Scarlett had her first grooming last week. I love what they did...especially her feet! This was my first experience with a groomer and I was worried after reading some grooming horror stories. Needless to say we will be going back! She turned 4 months on the 11th. I think she looks pretty cute!


----------



## Molly120213 (Jan 22, 2014)

She looks adorable! My groomer does Molly's feet like that too!


----------



## krandall (Jun 11, 2009)

They did a lovely job! She looks adorable!


----------



## ShamaMama (Jul 27, 2015)

She's a doll! Nice to hear a good groomer story. We love Shama's groomer too.


----------



## Genie1000 (Apr 13, 2017)

She's adorable!


----------



## Askavi (Nov 5, 2015)

Wow! What a great job they did! :cheer2:

When I saw the thread title, I was afraid to look and see another horrible haircut. Glad it wasn't!


----------



## Jackie from Concrete WA (Mar 23, 2015)

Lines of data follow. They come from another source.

use std::collections::BTreeMap;
use std::sync::atomic::{AtomicUsize, Ordering};
use std::sync::Arc;

use async_trait::async_trait;
use cns_adapters::{DestinationApi, DestinationError};
use cns_core::{ColumnSpec, ColumnType, RowFilter, RowId, RowProperties, SchemaDescriptor};
use tokio::sync::Mutex;
use tracing::{debug, info};

/// Passes reads through to the wrapped destination and only logs mutations.
///
/// Columns "created" during the run are overlaid on later schema reads so
/// payloads are built as they would be for real. Lookups that name such a
/// column find nothing, since the real table cannot be filtered on it.
pub struct DryRunDestination {
    inner: Arc<dyn DestinationApi>,
    pending_columns: Mutex<BTreeMap<String, ColumnType>>,
    suppressed: AtomicUsize,
}

impl DryRunDestination {
    pub fn new(inner: Arc<dyn DestinationApi>) -> Self {
        Self {
            inner,
            pending_columns: Mutex::new(BTreeMap::new()),
            suppressed: AtomicUsize::new(0),
        }
    }

    /// Mutations that were logged instead of sent.
    pub fn suppressed(&self) -> usize {
        self.suppressed.load(Ordering::Relaxed)
    }

    fn count(&self) -> usize {
        self.suppressed.fetch_add(1, Ordering::Relaxed) + 1
    }
}

#[async_trait]
impl DestinationApi for DryRunDestination {
    async fn retrieve_schema(&self) -> Result<SchemaDescriptor, DestinationError> {
        let schema = self.inner.retrieve_schema().await?;
        let pending = self.pending_columns.lock().await;
        if pending.is_empty() {
            return Ok(schema);
        }
        let mut columns = schema.columns().clone();
        for (name, column_type) in pending.iter() {
            columns
                .entry(name.clone())
                .or_insert_with(|| column_type.clone());
        }
        Ok(SchemaDescriptor::new(columns))
    }

    async fn add_column(&self, name: &str, spec: &ColumnSpec) -> Result<(), DestinationError> {
        info!(
            column = name,
            kind = spec.column_type.as_wire(),
            "dry run: would create column"
        );
        self.count();
        self.pending_columns
            .lock()
            .await
            .insert(name.to_string(), spec.column_type.clone());
        Ok(())
    }

    async fn find_row(&self, filter: &RowFilter) -> Result<Option<RowId>, DestinationError> {
        {
            let pending = self.pending_columns.lock().await;
            if let Some(column) = filter.columns().into_iter().find(|c| pending.contains_key(*c)) {
                debug!(column, "dry run: lookup on uncreated column matches nothing");
                return Ok(None);
            }
        }
        self.inner.find_row(filter).await
    }

    async fn create_row(&self, properties: &RowProperties) -> Result<RowId, DestinationError> {
        let n = self.count();
        info!(columns = properties.len(), "dry run: would create row");
        Ok(RowId(format!("dry-run-{n}")))
    }

    async fn update_row(
        &self,
        row: &RowId,
        properties: &RowProperties,
    ) -> Result<(), DestinationError> {
        self.count();
        info!(row = %row, columns = properties.len(), "dry run: would update row");
        Ok(())
    }
}

#[cfg(test)]
mod tests {
    use super::*;
    use cns_adapters::InMemoryDestination;
    use cns_core::EncodedValue;

    #[tokio::test]
    async fn mutations_never_reach_the_inner_destination() {
        let inner =
            Arc::new(InMemoryDestination::new().with_columns([("Task", ColumnType::Title)]));
        let dry = DryRunDestination::new(inner.clone());

        dry.add_column("Key", &ColumnSpec::plain(ColumnType::RichText))
            .await
            .expect("add");
        let schema = dry.retrieve_schema().await.expect("schema");
        assert_eq!(schema.column_type("Key"), Some(&ColumnType::RichText));

        let mut props = RowProperties::new();
        props.insert("Task".into(), EncodedValue::Title("HW".into()));
        let row = dry.create_row(&props).await.expect("create");
        dry.update_row(&row, &props).await.expect("update");

        assert_eq!(dry.suppressed(), 3);
        assert!(inner.rows().is_empty());
        assert!(!inner.columns().contains_key("Key"));
    }

    #[tokio::test]
    async fn lookups_on_uncreated_columns_find_nothing() {
        let inner =
            Arc::new(InMemoryDestination::new().with_columns([("Task", ColumnType::Title)]));
        let dry = DryRunDestination::new(inner.clone());
        dry.add_column("Key", &ColumnSpec::plain(ColumnType::RichText))
            .await
            .expect("add");

        let by_key = RowFilter::equals("Key", EncodedValue::RichText("42:555".into()));
        assert_eq!(dry.find_row(&by_key).await.expect("find"), None);
        assert_eq!(inner.calls().finds, 0);

        let by_task = RowFilter::equals("Task", EncodedValue::Title("HW".into()));
        assert_eq!(dry.find_row(&by_task).await.expect("find"), None);
        assert_eq!(inner.calls().finds, 1);
    }
}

Great grooming! And what a pretty dog she is!


----------



## Heather's (Jun 18, 2012)

Scarlett looks so cute!


----------



## karidyne (Apr 28, 2017)

She looks great!


----------



## Dee Dee (Jul 24, 2015)

She is beautiful!!!! I love her cut, and her color! She looks great!


----------



## cocopuempemom (May 14, 2017)

She looks SO precious!!! 0


----------